Robert Ayson described the relationship as a defacto alliance between the US and New Zealand. Professor Ayson used the phrase because the US and New Zealand are not entering a formal alliance agreement but a “strategic partnership.” An alliance is essentially a contract with mutual obligations; a partnership is a looser arrangement in which obligations are voluntarily assumed but not contractually defined, binding or specified. Partnerships can be reviewed and modified on a case-by-case or temporal basis, whereas alliances commit the parties to treaty-strength obligations that require a major diplomatic rupture for them to be abrogated. This distinction theoretically gives the US and New Zealand a greater degree of flexibility in their relations with each other on military issues. That is diplomatically advantageous for New Zealand, which seeks to preserve its image and reputation for foreign policy independence, and also avoids domestic voter backlash to the resumption of something akin to the ANZUS alliance so spectacularly undone by New Zealand’s 1985 non-nuclear announcement. The Labour, Green and Mana parties, in particular, would have been very resistant to the restoration of a formal military alliance with the US, so on political grounds the strategic partnership agreement works out very well domestically as well as bilaterally.

In practice, the strategic partnership with the US aligns New Zealand with other “first tier” US security partners in the Western Pacific Rim such as Australia, Thailand, Singapore and the Philippines. This is important for the New Zealand Defense Force (NZDF) as it seeks to integrate more closely with Australian Defense Force operational doctrine, training and equipment (as was suggested by the NZDF 2010 Defense White Paper) at a time when Australia and the US are deepening their bilateral security ties (evident in the recently announced agreement to forward base a US Marine rapid response force in Darwin). Ayson is right in that the NZDF will now be working side by side with the US military on a regular and continuous basis in specified areas (such as the upcoming RIMPAC naval exercises that the Royal New Zealand Navy (RNZN) has joined for the first time in two decades), although NZ will have a little more leeway in refusing US requests to join in foreign conflicts than if it had signed a formal alliance agreement that required both parties to come to their respective defense.

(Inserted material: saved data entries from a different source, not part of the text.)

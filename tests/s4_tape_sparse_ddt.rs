/*
    AaruFormat
    https://github.com/dbalsom/fluxfox

    Copyright 2024 Daniel Balsom

    Permission is hereby granted, free of charge, to any person obtaining a
    copy of this software and associated documentation files (the “Software”),
    to deal in the Software without restriction, including without limitation
    the rights to use, copy, modify, merge, publish, distribute, sublicense,
    and/or sell copies of the Software, and to permit persons to whom the
    Software is furnished to do so, subject to the following conditions:

    The above copyright notice and this permission notice shall be included in
    all copies or substantial portions of the Software.

    THE SOFTWARE IS PROVIDED “AS IS”, WITHOUT WARRANTY OF ANY KIND, EXPRESS OR
    IMPLIED, INCLUDING BUT NOT LIMITED TO THE WARRANTIES OF MERCHANTABILITY,
    FITNESS FOR A PARTICULAR PURPOSE AND NONINFRINGEMENT. IN NO EVENT SHALL THE
    AUTHORS OR COPYRIGHT HOLDERS BE LIABLE FOR ANY CLAIM, DAMAGES OR OTHER
    LIABILITY, WHETHER IN AN ACTION OF CONTRACT, TORT OR OTHERWISE, ARISING
    FROM, OUT OF OR IN CONNECTION WITH THE SOFTWARE OR THE USE OR OTHER
    DEALINGS IN THE SOFTWARE.

    --------------------------------------------------------------------------
*/

//! A tape image written with a handful of widely separated block addresses. The sparse DDT the
//! writer accumulates for tape media must materialize, on close, into a dense table sized to the
//! highest block actually written, with every untouched address in between reading back as a
//! zero sector and the partition/file tables surviving the round trip.

use std::io::Cursor;

use aaruformat::{
    media_type::MediaType,
    tape::{TapeFile, TapePartition},
    writer::{CreateOptions, Writer},
    Reader,
};

#[test]
fn tape_sparse_writes_materialize_dense_and_preserve_layout() {
    const SECTOR_SIZE: u32 = 512;
    const HIGHEST_BLOCK: u64 = 1_000;

    let mut writer = Writer::create(
        Cursor::new(Vec::new()),
        MediaType::Lto,
        HIGHEST_BLOCK + 1,
        SECTOR_SIZE,
        CreateOptions::default(),
    )
    .unwrap();

    writer.write_sector(0, &[0x11u8; SECTOR_SIZE as usize]).unwrap();
    writer.write_sector(10, &[0x22u8; SECTOR_SIZE as usize]).unwrap();
    writer.write_sector(HIGHEST_BLOCK, &[0x33u8; SECTOR_SIZE as usize]).unwrap();

    writer
        .set_tape_partitions(vec![TapePartition { number: 0, first_block: 0, last_block: HIGHEST_BLOCK }])
        .unwrap();
    writer
        .set_tape_files(vec![TapeFile { partition: 0, file_number: 0, first_block: 0, last_block: HIGHEST_BLOCK }])
        .unwrap();

    let (file, _digests) = writer.close().unwrap();

    let mut reader = Reader::open(file).unwrap();
    assert_eq!(reader.sectors(), HIGHEST_BLOCK + 1);
    assert_eq!(reader.read_sector(0).unwrap(), vec![0x11u8; SECTOR_SIZE as usize]);
    assert_eq!(reader.read_sector(10).unwrap(), vec![0x22u8; SECTOR_SIZE as usize]);
    assert_eq!(reader.read_sector(HIGHEST_BLOCK).unwrap(), vec![0x33u8; SECTOR_SIZE as usize]);
    assert_eq!(reader.read_sector(5).unwrap(), vec![0u8; SECTOR_SIZE as usize], "untouched block must read back zeroed");
    assert_eq!(reader.read_sector(999).unwrap(), vec![0u8; SECTOR_SIZE as usize], "untouched block must read back zeroed");

    let partitions = reader.tape_partitions();
    assert_eq!(partitions.len(), 1);
    assert_eq!(partitions[0].first_block, 0);
    assert_eq!(partitions[0].last_block, HIGHEST_BLOCK);

    let files = reader.tape_files();
    assert_eq!(files.len(), 1);
    assert_eq!(files[0].first_block, 0);
    assert_eq!(files[0].last_block, HIGHEST_BLOCK);
}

The resumption of near-complete bilateral military ties between New Zealand and the US is not a surprise. The 5th Labour government (1999-2008) started the rapprochement with the US post 9/11, and the National governments that followed it have openly embraced the prospect of finally overcoming the post-ANZUS freeze in security relations (with the exception of intelligence-sharing, which never suffered the curtailment of ties seen in military relations). Labour was wary of being seen as getting too close to the US, since that could jeopardize its reputation for an “independent and autonomous” foreign policy stance, particularly amongst non-aligned and small states. National prefers to embrace the US more whole-heartedly, in part because of the belief that there will eventually be economic as well as military benefits in doing so (such as via the Transpacific Partnership trade agreements currently being negotiated by the US, New Zealand and seven other Pacific Rim states). The idea behind National’s approach appears to be to use the improved military ties with the US as a hedge against the rise of The People’s Republic of China (PRC) by countering or balancing increased economic dependence on the PRC with the strengthening of economic and military ties with the US and other pro-Western nations along the Pacific periphery. National seems to believe that this balancing act (or straddling of fences), continues the tradition, or at least appearance of independence in foreign affairs.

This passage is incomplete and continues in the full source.